Keep to one stretch of the data below, the lines from the one with "pub const DISCONNECT: Self = Self(-2);" up to and including the one with "pub const fn is_reserved(self)", and return that stretch exactly.

(Data provided Opens)

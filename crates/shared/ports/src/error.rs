use thiserror::Error;

/// Unknown native code in a conversion table
#[derive(Error, Debug, Clone, PartialEq, Eq)]
pub enum CodeError {
    #[error("Unknown {kind} code: {code:#04x}")]
    Unknown { kind: &'static str, code: u8 },
}

/// Errors raised synchronously by a native session when a request is issued
#[derive(Error, Debug, Clone, PartialEq, Eq)]
pub enum SessionError {
    #[error("Not connected to trading front")]
    NotConnected,

    #[error("Request refused by session: code={code}, message={message}")]
    Rejected { code: i32, message: String },

    #[error("Delivery channel closed")]
    Closed,

    #[error("Conversion failed: {0}")]
    Code(#[from] CodeError),
}

pub type SessionResult<T> = std::result::Result<T, SessionError>;
use rust_decimal::Decimal;
use serde::{Deserialize, Serialize};

/// Funds snapshot for an investor account
#[derive(Debug, Clone, PartialEq, Serialize, Deserialize)]
pub struct AccountInfo {
    pub investor_id: String,
    pub trading_day: String,
    pub deposit: Decimal,
    pub withdraw: Decimal,
    pub frozen_margin: Decimal,
    pub frozen_cash: Decimal,
    pub current_margin: Decimal,
    pub cash_in: Decimal,
    pub commission: Decimal,
    pub close_profit: Decimal,
    pub position_profit: Decimal,
    pub balance: Decimal,
    pub available: Decimal,
    pub withdraw_quota: Decimal,
}

/// Result of a successful login
///
/// `front_id`, `session_id` and `max_order_ref` identify the session and
/// must be echoed on later cancel requests.
#[derive(Debug, Clone, PartialEq, Eq, Serialize, Deserialize)]
pub struct LoginInfo {
    pub investor_id: String,
    pub trading_day: String,
    pub login_time: String,
    pub front_id: i32,
    pub session_id: i32,
    pub max_order_ref: String,
}
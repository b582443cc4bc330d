use rust_decimal::Decimal;
use serde::{Deserialize, Serialize};
use std::fmt;

/// Price value - uses Decimal for precision
pub type Price = Decimal;

/// Order/position volume in lots
pub type Volume = i32;

/// Instrument identifier as issued by the exchange (e.g. `rb2410`)
pub type InstrumentId = String;

/// Correlation token binding an outbound request to its asynchronous replies.
///
/// Positive values are issued sequentially by the gateway's allocator,
/// starting at 1. The negative sentinels [`CorrelationToken::CONNECT`] and
/// [`CorrelationToken::DISCONNECT`] are reserved for unsolicited session
/// lifecycle events and are never allocated.
#[derive(Debug, Clone, Copy, PartialEq, Eq, Hash, PartialOrd, Ord, Serialize, Deserialize)]
#[serde(transparent)]
pub struct CorrelationToken(i32);

impl CorrelationToken {
    /// Reserved token for the front-connected lifecycle event
    pub const CONNECT: Self = Self(-1);
    /// Reserved token for the front-disconnected lifecycle event
    pub const DISCONNECT: Self = Self(-2);

    /// Wrap a raw request id as received from the native session
    pub const fn new(raw: i32) -> Self {
        Self(raw)
    }

    /// The raw request id passed to the native session
    pub const fn get(self) -> i32 {
        self.0
    }

    /// Returns true for the two session lifecycle sentinels
    pub const fn is_reserved(self) -> bool {
        self.0 == Self::CONNECT.0 || self.0 == Self::DISCONNECT.0
    }

    /// Returns true for tokens in the allocator's range
    pub const fn is_allocated(self) -> bool {
        self.0 > 0
    }
}

impl From<i32> for CorrelationToken {
    fn from(raw: i32) -> Self {
        Self(raw)
    }
}

impl fmt::Display for CorrelationToken {
    fn fmt(&self, f: &mut fmt::Formatter<'_>) -> fmt::Result {
        match *self {
            Self::CONNECT => write!(f, "connect"),
            Self::DISCONNECT => write!(f, "disconnect"),
            Self(raw) => write!(f, "#{}", raw),
        }
    }
}

#[cfg(test)]
mod tests {
    use super::*;

    #[test]
    fn test_sentinels_are_reserved() {
        assert!(CorrelationToken::CONNECT.is_reserved());
        assert!(CorrelationToken::DISCONNECT.is_reserved());
        assert!(!CorrelationToken::CONNECT.is_allocated());
        assert_ne!(CorrelationToken::CONNECT, CorrelationToken::DISCONNECT);
    }

    #[test]
    fn test_allocated_range() {
        let token = CorrelationToken::new(7);
        assert!(token.is_allocated());
        assert!(!token.is_reserved());
        assert!(!CorrelationToken::new(0).is_allocated());
    }

    #[test]
    fn test_display() {
        assert_eq!(CorrelationToken::new(42).to_string(), "#42");
        assert_eq!(CorrelationToken::CONNECT.to_string(), "connect");
        assert_eq!(CorrelationToken::DISCONNECT.to_string(), "disconnect");
    }

    #[test]
    fn test_serde_is_transparent() {
        let json = serde_json::to_string(&CorrelationToken::new(5)).unwrap();
        assert_eq!(json, "5");
    }
}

(Data provided Closes)

→ **Result of this exercise**
    pub const DISCONNECT: Self = Self(-2);

    /// Wrap a raw request id as received from the native session
    pub const fn new(raw: i32) -> Self {
        Self(raw)
    }

    /// The raw request id passed to the native session
    pub const fn get(self) -> i32 {
        self.0
    }

    /// Returns true for the two session lifecycle sentinels
    pub const fn is_reserved(self) -> bool {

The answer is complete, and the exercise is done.